**Activity**: Copy out exactly the stretch of the listing below that begins at the line containing "manager is ready." and ends at the line containing "pub fn get_block_height(&self)", and copy nothing outside it.

**Entries shown**:

################

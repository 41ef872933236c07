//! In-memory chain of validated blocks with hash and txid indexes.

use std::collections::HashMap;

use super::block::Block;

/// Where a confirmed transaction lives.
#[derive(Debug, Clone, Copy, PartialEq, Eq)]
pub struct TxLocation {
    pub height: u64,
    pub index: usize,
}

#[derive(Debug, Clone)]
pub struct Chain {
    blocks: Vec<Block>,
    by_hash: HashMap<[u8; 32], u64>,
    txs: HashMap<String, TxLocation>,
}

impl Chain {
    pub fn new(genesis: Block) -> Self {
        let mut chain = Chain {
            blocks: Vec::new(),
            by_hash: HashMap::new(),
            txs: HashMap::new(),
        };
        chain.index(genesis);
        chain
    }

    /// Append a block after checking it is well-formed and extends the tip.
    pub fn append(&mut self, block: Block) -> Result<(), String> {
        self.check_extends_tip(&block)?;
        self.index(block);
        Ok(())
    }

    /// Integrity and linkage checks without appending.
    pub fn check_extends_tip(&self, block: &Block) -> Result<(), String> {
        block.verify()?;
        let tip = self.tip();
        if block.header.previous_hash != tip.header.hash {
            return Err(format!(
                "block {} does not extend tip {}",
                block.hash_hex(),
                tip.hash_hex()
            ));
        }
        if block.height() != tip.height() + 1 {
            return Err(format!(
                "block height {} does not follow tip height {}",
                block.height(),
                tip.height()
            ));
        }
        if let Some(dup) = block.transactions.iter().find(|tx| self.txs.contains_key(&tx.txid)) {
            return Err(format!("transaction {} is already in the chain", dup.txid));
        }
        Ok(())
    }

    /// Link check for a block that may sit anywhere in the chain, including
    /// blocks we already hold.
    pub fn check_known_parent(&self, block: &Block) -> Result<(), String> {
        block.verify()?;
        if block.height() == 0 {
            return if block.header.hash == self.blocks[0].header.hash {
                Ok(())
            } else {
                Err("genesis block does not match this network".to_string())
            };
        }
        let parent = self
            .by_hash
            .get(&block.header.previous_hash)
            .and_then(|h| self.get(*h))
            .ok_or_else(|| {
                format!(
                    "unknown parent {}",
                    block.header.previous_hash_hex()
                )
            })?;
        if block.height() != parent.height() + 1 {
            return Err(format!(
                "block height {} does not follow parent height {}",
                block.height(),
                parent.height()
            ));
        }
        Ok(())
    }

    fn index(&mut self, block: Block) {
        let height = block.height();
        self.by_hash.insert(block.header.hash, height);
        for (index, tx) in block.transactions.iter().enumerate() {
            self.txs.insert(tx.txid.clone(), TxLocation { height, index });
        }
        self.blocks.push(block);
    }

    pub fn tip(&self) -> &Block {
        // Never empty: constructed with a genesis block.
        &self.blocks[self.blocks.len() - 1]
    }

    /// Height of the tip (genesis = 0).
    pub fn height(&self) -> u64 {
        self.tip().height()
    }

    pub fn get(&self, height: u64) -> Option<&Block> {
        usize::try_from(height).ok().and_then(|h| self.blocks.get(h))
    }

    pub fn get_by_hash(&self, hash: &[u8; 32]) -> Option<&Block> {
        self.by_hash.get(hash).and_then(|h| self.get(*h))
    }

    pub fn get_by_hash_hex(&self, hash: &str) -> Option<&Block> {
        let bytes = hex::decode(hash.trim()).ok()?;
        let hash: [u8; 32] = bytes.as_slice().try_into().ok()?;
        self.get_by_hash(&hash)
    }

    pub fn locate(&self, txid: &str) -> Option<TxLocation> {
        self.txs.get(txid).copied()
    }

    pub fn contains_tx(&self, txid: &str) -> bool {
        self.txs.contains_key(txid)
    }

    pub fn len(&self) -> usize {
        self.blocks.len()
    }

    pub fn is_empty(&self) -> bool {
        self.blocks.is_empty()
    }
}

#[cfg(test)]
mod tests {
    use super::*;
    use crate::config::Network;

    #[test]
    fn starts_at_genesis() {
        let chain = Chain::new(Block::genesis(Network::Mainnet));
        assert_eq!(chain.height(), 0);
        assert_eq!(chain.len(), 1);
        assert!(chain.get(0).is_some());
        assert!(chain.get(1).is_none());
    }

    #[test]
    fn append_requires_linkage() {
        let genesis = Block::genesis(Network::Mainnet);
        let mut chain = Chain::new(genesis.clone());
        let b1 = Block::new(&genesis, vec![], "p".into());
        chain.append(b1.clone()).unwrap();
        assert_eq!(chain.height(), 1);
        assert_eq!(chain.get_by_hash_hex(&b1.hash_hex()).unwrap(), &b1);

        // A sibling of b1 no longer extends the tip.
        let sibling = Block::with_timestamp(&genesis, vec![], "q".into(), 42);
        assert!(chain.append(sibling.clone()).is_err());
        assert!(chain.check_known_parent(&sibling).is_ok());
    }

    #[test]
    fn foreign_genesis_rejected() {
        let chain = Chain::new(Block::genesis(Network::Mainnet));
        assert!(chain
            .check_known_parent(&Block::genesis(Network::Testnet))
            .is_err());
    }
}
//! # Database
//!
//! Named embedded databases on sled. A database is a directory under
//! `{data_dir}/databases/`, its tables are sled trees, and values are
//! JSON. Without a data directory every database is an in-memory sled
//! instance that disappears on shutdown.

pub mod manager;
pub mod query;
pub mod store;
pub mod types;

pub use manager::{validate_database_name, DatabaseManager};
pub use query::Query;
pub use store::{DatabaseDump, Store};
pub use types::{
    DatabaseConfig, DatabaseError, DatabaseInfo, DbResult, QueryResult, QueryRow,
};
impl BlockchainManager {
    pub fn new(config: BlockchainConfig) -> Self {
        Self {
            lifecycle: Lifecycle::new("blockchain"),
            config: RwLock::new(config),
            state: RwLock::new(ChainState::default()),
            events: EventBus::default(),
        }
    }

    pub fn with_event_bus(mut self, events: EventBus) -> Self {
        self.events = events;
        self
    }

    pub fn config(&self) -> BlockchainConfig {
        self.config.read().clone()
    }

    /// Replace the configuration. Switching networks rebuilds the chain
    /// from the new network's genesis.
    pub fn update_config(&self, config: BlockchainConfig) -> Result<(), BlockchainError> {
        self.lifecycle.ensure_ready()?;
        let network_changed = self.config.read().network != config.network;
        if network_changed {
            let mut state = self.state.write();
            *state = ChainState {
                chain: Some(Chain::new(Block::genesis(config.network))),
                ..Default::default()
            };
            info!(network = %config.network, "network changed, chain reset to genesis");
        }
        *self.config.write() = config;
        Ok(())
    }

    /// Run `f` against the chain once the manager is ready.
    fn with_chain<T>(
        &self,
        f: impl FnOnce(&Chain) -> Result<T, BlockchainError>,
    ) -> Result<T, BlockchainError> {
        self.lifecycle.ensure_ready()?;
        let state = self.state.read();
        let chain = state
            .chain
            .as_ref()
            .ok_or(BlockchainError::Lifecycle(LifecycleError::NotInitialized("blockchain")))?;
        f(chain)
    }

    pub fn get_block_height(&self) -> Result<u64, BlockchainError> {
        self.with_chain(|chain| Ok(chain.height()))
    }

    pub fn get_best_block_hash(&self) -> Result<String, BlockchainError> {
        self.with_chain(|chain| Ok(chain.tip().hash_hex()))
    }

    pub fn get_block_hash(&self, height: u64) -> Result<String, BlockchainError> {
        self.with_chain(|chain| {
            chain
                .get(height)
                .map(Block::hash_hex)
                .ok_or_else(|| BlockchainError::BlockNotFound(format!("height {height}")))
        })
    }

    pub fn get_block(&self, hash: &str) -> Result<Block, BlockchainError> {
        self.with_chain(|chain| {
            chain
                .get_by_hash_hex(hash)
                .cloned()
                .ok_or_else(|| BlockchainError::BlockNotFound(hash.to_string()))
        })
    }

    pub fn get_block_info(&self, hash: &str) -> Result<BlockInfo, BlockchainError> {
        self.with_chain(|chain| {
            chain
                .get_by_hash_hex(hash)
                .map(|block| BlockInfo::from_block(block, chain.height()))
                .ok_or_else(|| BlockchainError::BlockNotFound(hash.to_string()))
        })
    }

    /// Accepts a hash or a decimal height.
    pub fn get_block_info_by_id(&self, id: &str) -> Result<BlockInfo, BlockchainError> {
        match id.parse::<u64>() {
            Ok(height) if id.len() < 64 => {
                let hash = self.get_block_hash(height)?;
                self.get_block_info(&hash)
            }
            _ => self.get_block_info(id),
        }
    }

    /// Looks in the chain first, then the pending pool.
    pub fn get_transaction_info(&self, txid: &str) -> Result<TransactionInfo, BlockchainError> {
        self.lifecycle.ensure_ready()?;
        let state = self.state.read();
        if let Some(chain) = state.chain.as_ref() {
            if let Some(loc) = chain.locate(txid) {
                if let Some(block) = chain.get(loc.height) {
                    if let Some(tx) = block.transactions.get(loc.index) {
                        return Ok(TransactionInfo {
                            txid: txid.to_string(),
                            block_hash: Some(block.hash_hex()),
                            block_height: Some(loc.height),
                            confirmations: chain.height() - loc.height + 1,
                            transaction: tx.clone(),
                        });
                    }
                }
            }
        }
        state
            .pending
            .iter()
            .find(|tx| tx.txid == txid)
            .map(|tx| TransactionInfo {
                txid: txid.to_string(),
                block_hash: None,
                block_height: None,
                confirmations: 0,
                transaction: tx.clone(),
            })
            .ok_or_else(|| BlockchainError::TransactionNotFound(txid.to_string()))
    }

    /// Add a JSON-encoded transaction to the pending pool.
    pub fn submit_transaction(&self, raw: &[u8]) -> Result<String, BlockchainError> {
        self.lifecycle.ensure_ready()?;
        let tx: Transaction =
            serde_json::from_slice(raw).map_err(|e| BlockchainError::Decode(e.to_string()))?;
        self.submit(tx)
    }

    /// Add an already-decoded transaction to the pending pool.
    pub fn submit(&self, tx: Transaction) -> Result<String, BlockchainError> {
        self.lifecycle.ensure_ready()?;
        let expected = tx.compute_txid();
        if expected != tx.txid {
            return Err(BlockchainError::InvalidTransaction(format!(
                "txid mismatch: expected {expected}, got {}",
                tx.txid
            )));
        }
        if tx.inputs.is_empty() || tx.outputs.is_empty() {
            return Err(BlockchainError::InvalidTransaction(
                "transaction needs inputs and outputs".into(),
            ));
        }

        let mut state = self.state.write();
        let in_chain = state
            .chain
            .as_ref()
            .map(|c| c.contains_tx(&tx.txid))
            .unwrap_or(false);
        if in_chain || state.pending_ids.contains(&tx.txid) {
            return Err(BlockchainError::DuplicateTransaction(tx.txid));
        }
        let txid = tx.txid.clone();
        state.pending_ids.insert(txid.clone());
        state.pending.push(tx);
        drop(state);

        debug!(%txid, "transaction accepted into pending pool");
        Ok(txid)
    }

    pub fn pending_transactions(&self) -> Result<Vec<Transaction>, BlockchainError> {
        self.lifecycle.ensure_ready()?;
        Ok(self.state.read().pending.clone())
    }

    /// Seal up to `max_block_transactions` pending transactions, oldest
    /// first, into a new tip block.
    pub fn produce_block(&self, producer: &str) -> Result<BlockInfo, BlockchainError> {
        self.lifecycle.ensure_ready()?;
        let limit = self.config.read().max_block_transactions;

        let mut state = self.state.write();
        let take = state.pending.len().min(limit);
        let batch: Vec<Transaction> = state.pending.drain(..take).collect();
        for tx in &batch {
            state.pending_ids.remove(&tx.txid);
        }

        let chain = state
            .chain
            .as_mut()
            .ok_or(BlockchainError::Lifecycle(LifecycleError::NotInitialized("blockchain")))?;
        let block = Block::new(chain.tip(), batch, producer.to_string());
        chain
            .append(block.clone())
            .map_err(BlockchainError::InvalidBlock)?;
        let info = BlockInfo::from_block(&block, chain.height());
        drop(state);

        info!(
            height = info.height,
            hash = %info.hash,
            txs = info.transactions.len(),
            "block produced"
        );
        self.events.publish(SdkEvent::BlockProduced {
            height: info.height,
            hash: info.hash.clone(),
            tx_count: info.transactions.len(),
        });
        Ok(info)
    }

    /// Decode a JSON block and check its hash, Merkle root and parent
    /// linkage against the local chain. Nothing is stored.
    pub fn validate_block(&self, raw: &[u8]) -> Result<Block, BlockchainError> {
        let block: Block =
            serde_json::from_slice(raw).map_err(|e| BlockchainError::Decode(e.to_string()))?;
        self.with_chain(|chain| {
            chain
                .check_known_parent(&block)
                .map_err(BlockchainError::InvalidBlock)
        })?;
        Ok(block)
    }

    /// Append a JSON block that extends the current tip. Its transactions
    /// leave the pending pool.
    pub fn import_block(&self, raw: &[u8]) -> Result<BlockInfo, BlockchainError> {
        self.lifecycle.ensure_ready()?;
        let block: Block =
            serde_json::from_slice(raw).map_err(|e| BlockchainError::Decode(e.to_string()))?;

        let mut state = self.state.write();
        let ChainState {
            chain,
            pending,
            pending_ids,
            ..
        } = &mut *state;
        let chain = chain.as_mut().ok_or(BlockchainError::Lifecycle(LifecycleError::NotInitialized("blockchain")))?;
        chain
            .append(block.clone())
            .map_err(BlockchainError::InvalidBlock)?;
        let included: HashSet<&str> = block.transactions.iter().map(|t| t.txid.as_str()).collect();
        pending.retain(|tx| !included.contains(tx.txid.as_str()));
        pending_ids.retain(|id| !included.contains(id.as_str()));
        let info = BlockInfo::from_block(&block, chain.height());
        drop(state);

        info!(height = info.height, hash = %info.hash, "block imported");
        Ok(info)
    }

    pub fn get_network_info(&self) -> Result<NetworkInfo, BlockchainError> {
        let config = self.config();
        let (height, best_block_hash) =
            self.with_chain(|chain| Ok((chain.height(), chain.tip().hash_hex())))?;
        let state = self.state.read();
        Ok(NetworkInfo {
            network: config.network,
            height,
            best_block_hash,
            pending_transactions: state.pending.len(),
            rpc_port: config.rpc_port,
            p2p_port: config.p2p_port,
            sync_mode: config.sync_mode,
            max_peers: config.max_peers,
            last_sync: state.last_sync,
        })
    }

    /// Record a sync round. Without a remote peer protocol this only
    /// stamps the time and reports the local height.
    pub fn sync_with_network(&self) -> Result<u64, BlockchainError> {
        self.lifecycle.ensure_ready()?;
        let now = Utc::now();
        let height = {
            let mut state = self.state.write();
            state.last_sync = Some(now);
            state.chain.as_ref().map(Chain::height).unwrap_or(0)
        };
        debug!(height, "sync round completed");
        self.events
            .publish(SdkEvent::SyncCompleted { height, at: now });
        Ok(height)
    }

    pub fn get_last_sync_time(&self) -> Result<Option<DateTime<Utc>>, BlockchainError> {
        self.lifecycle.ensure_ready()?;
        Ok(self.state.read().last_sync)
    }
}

################

**Result for this task**:
    /// Run `f` against the chain once the manager is ready.
    fn with_chain<T>(
        &self,
        f: impl FnOnce(&Chain) -> Result<T, BlockchainError>,
    ) -> Result<T, BlockchainError> {
        self.lifecycle.ensure_ready()?;
        let state = self.state.read();
        let chain = state
            .chain
            .as_ref()
            .ok_or(BlockchainError::Lifecycle(LifecycleError::NotInitialized("blockchain")))?;
        f(chain)
    }

    pub fn get_block_height(&self) -> Result<u64, BlockchainError> {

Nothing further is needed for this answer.